Data items:
________

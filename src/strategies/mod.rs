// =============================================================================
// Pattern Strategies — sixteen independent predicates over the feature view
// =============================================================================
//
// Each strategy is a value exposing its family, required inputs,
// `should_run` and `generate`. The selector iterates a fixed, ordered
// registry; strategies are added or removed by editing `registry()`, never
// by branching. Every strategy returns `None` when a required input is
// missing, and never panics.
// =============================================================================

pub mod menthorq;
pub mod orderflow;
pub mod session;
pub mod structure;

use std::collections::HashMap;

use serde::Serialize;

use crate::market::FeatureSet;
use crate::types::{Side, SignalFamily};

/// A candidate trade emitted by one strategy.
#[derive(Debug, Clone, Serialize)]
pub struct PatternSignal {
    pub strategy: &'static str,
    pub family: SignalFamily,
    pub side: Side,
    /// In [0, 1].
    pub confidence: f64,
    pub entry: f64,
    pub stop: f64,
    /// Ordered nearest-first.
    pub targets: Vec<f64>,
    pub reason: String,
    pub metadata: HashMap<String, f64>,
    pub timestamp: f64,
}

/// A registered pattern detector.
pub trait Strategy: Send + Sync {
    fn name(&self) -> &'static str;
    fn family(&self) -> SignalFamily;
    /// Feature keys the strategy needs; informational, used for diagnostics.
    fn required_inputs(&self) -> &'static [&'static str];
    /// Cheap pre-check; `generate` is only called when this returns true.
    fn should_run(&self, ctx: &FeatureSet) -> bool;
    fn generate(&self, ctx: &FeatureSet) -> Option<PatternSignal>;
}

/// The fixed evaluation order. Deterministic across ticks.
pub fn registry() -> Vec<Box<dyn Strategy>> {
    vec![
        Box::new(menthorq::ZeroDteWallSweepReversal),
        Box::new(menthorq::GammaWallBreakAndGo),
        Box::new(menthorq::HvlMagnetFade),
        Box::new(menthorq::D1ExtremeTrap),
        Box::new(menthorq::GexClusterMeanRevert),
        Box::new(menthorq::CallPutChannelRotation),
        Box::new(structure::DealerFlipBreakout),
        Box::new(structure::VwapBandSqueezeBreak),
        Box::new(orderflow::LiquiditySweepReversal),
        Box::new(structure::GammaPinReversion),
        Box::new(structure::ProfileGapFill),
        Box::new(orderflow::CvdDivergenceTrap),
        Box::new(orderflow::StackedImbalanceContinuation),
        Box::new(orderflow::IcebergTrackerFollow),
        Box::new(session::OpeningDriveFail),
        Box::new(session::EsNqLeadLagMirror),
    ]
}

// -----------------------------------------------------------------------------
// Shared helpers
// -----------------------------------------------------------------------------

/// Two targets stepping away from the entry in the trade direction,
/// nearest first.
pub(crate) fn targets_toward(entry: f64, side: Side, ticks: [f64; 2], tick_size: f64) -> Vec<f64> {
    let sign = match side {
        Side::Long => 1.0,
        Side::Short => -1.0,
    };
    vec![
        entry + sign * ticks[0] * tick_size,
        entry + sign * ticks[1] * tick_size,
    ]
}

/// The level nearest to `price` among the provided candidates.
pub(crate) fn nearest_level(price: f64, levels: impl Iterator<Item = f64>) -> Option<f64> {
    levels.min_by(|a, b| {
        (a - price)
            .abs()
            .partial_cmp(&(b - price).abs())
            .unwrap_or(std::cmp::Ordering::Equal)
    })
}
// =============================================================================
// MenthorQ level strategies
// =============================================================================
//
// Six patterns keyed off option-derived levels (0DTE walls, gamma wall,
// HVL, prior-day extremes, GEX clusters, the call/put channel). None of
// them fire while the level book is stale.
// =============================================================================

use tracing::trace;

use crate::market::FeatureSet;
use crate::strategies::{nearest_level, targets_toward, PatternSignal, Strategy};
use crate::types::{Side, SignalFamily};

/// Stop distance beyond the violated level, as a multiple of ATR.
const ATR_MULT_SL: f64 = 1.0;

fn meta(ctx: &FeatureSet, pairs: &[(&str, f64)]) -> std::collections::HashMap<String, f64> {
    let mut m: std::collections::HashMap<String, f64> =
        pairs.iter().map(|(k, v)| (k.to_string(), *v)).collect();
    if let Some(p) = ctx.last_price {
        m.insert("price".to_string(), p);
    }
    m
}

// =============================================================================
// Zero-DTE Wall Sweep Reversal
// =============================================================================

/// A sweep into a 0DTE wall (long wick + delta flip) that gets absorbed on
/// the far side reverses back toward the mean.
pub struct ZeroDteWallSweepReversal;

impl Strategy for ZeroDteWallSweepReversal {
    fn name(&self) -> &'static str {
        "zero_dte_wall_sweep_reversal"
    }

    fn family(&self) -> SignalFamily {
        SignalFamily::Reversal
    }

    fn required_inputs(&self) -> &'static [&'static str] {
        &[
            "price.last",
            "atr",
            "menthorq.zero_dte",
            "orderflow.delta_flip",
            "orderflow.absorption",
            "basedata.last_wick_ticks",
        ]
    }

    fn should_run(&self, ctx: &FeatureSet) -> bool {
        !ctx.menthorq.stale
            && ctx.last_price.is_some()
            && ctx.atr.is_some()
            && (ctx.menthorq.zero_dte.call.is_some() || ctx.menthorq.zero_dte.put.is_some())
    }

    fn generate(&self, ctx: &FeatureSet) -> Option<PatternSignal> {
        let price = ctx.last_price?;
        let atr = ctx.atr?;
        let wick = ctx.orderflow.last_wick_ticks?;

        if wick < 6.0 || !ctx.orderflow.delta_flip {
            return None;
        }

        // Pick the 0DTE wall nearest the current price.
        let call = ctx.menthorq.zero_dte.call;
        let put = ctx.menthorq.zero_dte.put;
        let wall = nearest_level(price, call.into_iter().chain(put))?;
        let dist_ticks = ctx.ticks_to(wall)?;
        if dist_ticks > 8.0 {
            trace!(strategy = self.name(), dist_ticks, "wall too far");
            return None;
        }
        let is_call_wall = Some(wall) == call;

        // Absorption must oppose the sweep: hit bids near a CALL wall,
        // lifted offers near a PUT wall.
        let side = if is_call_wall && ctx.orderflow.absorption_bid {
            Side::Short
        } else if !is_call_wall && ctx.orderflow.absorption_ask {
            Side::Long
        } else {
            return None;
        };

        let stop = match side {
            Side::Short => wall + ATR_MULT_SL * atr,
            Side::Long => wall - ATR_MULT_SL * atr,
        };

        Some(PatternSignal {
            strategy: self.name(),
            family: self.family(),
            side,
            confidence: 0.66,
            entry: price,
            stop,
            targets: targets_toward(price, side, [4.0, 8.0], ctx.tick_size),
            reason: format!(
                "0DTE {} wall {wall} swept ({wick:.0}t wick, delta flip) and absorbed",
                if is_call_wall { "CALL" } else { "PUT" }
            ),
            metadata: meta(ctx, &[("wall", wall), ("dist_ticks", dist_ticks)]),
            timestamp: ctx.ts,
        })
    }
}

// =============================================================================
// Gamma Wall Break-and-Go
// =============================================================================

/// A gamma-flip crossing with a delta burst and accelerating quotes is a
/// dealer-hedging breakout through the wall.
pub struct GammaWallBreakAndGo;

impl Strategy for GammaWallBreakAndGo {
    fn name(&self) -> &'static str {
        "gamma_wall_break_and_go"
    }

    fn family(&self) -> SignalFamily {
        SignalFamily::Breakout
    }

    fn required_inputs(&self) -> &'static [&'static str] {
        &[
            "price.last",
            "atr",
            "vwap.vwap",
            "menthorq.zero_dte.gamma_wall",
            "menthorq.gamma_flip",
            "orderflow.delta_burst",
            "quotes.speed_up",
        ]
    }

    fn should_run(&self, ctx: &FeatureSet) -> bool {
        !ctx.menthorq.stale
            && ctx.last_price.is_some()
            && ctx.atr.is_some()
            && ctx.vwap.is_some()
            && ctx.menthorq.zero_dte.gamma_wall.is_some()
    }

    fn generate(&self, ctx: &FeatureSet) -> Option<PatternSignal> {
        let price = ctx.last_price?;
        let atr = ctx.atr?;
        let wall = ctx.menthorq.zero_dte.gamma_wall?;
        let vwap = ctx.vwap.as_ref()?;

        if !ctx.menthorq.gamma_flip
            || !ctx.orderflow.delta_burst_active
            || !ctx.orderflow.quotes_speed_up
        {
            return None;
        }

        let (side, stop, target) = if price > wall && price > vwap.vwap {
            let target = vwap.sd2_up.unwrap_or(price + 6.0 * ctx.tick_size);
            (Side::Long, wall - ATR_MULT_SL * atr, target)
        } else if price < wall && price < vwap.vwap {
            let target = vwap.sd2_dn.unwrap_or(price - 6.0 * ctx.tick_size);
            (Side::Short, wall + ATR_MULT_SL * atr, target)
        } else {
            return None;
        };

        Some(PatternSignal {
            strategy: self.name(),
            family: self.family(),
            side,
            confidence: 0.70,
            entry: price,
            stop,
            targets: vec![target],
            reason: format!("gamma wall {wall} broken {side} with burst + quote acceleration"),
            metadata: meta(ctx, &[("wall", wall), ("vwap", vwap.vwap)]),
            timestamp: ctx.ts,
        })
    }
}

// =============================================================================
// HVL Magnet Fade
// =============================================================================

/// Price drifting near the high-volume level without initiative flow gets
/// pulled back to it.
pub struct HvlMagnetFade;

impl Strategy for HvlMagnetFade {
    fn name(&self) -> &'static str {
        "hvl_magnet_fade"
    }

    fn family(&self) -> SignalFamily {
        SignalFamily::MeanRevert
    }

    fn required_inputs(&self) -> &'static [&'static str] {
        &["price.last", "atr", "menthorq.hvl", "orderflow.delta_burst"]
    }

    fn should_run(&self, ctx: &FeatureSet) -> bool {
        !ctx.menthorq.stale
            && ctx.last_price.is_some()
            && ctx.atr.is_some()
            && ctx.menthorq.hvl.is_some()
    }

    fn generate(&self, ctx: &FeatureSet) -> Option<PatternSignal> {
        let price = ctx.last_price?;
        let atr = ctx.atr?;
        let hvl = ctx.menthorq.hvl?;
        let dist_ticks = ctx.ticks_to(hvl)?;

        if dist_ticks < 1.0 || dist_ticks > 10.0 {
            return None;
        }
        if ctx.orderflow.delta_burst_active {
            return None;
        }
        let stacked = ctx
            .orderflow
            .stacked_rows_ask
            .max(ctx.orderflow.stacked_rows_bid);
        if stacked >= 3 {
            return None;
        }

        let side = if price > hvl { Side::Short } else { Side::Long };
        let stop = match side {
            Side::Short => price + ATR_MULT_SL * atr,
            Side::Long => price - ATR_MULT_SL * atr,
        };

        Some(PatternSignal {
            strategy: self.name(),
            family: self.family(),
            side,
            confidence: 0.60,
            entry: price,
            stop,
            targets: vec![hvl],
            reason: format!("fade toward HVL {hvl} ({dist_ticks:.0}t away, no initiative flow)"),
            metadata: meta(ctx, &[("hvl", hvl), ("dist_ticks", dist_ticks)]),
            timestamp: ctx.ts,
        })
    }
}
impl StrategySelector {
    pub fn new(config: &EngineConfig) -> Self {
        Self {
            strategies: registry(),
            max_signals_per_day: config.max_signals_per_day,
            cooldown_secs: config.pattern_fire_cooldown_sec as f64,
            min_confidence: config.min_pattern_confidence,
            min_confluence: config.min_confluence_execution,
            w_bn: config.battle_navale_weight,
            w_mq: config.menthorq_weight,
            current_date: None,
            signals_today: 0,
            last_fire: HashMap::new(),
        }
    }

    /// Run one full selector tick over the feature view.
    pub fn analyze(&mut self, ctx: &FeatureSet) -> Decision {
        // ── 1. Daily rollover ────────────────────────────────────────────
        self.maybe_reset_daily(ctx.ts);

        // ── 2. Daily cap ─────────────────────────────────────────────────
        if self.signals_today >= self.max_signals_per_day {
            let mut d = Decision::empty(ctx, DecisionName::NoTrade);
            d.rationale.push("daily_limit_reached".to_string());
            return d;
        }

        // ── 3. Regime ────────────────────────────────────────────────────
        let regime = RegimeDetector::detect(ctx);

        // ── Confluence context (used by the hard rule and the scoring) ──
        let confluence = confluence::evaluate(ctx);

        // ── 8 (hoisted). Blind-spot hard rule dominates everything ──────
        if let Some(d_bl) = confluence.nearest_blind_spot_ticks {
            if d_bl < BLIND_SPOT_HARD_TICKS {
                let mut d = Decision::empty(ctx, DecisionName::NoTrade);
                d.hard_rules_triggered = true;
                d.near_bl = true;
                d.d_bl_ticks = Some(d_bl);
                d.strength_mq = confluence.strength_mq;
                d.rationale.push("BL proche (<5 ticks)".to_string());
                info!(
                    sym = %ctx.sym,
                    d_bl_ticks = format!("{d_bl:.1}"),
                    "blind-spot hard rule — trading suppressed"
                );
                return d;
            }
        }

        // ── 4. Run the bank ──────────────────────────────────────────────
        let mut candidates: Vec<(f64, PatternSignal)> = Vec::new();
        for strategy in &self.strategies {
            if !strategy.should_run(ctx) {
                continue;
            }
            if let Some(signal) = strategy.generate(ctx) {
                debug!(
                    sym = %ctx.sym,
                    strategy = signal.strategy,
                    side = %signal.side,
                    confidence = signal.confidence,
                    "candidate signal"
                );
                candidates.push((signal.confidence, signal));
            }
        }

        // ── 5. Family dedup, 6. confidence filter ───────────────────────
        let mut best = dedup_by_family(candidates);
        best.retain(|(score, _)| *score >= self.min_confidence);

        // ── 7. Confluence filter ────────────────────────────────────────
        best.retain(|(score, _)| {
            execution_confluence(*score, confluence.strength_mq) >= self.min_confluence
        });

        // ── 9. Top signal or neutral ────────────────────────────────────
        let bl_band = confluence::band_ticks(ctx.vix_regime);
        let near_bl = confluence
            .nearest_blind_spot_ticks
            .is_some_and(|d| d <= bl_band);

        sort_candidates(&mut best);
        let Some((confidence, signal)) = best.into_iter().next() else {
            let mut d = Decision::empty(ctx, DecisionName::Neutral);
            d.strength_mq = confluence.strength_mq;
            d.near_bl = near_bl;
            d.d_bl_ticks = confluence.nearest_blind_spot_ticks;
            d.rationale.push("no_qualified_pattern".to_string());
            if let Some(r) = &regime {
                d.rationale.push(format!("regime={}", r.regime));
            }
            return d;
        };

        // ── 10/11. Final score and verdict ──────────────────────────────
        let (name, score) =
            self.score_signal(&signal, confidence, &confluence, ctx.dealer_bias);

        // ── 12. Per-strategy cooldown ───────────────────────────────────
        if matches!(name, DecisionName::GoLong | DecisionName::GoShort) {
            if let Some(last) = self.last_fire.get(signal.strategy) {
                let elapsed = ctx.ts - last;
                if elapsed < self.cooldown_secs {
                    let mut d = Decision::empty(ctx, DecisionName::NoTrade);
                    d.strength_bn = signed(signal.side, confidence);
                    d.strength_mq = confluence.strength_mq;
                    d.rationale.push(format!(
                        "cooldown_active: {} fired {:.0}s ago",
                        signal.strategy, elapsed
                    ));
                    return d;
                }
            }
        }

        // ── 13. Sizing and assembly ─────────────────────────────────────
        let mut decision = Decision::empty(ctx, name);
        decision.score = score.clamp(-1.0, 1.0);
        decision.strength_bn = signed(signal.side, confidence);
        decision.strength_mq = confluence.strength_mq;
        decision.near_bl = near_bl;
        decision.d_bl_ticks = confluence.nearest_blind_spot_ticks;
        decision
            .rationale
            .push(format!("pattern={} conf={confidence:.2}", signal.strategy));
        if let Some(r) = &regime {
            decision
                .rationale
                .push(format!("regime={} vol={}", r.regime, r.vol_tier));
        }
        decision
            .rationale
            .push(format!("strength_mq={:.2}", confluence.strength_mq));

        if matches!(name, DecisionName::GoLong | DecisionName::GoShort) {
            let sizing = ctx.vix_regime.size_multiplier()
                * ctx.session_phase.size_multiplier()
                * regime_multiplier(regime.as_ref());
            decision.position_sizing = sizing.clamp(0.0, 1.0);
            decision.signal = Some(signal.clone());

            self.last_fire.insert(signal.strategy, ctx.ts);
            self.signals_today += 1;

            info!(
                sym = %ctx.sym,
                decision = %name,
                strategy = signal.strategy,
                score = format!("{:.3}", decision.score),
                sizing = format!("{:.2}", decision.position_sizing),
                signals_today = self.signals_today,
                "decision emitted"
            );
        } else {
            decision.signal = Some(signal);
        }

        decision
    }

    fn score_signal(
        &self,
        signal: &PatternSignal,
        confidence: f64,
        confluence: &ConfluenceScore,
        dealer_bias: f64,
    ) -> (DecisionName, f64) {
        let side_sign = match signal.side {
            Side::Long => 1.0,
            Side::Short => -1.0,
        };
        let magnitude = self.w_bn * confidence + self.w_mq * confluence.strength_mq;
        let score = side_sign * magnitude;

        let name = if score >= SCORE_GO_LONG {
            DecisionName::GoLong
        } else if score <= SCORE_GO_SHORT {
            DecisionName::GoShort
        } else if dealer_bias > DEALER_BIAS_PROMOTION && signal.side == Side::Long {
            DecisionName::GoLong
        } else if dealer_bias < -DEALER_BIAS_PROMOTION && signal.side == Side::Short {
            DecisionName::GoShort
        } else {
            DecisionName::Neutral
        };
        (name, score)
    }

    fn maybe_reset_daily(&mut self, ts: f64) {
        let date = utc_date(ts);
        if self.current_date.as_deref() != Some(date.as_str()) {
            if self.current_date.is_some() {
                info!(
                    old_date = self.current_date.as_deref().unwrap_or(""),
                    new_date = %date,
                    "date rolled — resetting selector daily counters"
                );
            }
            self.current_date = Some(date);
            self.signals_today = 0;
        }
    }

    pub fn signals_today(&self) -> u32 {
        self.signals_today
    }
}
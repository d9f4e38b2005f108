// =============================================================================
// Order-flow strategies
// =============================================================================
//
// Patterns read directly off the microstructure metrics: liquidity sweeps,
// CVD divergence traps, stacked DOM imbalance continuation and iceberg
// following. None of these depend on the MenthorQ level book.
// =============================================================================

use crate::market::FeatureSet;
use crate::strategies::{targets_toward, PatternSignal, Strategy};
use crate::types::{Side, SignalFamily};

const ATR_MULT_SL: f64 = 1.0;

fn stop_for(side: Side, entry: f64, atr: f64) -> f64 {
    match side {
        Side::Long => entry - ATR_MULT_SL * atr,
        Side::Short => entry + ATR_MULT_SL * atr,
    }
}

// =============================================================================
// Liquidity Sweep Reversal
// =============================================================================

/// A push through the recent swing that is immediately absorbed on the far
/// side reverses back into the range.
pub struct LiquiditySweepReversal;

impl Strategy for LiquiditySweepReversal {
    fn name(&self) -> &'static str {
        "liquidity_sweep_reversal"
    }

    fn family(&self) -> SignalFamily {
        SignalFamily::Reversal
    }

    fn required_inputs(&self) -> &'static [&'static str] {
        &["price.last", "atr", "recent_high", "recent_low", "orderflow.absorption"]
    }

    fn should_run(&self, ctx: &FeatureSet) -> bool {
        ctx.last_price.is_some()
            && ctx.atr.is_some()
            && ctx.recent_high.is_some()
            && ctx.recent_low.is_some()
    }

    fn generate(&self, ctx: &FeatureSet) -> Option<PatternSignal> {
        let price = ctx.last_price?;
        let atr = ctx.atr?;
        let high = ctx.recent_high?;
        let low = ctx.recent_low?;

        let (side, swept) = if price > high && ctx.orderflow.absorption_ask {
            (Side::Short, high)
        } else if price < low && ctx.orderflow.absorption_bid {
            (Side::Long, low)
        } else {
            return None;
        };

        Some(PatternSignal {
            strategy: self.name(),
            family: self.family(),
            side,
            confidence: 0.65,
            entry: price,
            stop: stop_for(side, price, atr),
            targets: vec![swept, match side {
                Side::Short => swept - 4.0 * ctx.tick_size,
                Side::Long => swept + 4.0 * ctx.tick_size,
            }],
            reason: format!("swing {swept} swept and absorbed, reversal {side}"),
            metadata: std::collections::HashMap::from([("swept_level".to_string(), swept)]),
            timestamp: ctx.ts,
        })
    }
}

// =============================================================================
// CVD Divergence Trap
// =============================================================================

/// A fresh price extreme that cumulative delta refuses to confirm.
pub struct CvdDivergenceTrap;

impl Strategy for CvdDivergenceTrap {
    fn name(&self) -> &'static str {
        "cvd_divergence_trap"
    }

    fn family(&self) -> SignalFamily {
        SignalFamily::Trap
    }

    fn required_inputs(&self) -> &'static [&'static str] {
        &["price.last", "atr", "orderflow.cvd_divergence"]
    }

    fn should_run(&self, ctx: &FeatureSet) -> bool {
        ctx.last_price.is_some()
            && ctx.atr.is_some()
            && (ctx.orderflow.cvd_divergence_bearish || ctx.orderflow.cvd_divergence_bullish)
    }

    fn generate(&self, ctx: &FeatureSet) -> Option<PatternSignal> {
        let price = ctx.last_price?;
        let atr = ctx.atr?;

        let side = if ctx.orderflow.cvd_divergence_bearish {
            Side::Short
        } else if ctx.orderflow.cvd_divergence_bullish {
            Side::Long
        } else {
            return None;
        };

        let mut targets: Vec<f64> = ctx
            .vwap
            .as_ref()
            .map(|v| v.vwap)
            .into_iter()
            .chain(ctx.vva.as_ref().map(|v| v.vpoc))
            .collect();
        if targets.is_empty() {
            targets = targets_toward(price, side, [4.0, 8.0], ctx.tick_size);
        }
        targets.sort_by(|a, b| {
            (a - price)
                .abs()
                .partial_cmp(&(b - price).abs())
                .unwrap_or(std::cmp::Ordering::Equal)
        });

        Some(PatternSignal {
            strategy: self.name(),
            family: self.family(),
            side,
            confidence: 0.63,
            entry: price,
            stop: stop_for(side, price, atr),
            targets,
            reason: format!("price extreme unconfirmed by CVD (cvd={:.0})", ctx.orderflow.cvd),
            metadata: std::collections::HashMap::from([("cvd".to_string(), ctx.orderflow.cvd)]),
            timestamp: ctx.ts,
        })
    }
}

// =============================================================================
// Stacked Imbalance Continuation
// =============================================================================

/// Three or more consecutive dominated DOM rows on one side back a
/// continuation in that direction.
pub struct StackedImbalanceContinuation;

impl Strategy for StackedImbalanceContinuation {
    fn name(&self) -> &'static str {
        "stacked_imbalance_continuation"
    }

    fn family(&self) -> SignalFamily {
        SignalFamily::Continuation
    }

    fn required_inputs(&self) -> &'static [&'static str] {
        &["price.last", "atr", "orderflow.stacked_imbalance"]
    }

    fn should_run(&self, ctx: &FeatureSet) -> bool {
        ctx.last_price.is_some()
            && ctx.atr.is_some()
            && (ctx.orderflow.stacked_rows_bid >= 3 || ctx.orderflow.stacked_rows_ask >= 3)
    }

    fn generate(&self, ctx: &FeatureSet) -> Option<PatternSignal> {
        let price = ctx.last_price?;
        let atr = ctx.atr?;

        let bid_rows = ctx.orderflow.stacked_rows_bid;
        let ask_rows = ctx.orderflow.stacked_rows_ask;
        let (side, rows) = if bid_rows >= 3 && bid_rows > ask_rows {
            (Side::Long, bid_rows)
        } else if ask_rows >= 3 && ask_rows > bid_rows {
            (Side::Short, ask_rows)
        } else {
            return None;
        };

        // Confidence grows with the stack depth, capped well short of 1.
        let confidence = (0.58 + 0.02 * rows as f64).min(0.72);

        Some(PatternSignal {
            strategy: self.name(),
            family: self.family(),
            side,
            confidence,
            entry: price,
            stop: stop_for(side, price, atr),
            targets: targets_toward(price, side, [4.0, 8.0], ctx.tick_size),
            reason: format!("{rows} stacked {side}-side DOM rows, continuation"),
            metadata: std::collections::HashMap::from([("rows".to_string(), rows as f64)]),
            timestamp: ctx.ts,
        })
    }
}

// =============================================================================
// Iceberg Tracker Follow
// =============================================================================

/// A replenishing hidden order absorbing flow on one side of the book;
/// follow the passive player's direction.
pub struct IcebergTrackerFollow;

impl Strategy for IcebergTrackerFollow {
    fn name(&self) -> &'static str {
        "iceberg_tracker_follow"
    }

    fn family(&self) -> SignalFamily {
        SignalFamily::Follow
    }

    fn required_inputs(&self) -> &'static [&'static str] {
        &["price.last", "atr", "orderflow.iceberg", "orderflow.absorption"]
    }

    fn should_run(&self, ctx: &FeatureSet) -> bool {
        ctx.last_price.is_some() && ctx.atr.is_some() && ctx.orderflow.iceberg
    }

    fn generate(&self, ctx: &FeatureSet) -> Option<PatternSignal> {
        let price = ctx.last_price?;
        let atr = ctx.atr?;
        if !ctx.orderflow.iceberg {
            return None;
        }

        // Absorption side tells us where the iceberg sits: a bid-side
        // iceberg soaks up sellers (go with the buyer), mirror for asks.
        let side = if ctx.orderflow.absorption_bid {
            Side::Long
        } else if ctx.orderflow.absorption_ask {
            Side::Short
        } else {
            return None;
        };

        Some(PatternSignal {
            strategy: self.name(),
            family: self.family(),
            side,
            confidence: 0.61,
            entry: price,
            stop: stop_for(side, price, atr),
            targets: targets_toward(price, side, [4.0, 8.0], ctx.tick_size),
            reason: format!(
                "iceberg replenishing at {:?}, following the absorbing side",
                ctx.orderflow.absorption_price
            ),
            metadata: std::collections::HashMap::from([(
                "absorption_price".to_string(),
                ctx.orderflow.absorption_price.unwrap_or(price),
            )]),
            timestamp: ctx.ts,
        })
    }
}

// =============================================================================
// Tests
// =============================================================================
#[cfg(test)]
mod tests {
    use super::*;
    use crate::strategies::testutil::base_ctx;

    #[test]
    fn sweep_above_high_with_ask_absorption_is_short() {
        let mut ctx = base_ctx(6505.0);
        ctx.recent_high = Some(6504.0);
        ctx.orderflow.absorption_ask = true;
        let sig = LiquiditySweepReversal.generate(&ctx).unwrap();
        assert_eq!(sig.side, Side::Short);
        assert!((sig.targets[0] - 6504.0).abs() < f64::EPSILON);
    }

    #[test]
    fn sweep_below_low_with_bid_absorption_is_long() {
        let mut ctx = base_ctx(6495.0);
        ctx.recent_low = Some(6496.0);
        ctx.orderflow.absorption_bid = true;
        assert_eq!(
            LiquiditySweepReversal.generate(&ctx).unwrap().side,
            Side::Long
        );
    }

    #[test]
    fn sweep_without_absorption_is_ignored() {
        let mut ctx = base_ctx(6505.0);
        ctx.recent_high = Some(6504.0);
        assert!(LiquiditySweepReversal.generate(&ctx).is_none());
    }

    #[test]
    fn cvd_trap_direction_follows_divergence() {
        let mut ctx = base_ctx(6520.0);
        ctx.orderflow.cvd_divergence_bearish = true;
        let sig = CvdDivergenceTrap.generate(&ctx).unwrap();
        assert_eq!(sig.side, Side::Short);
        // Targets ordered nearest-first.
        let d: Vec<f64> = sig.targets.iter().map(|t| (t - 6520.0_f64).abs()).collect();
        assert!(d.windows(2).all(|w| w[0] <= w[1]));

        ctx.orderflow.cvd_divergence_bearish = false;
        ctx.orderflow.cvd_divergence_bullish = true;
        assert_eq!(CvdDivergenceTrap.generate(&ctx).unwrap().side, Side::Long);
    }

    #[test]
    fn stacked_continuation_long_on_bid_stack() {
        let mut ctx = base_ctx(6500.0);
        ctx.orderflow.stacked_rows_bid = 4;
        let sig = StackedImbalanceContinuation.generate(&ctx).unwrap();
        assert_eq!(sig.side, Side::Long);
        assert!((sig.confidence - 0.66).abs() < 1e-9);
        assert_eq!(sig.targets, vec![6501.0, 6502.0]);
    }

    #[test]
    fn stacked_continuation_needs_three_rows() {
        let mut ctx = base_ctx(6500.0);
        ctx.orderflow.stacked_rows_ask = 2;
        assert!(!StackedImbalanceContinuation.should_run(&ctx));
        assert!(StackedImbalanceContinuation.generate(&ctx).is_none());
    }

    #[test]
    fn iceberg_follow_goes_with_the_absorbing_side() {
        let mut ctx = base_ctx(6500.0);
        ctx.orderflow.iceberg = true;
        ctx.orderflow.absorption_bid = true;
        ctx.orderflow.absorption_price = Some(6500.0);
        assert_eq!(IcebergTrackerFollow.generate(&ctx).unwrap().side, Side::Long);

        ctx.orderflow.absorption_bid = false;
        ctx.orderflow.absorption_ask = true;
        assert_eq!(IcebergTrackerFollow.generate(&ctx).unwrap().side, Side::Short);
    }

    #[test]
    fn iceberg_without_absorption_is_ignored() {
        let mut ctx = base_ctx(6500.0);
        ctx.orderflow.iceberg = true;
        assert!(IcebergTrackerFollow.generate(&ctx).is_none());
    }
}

________

### Assignment:
Quote exactly the stretch of lines above that starts at the first one and ends at the line with "a fixed, ordered", and nothing beyond it.

### Written response:
filename src/strategies/mod.rs
// =============================================================================
// Pattern Strategies — sixteen independent predicates over the feature view
// =============================================================================
//
// Each strategy is a value exposing its family, required inputs,
// `should_run` and `generate`. The selector iterates a fixed, ordered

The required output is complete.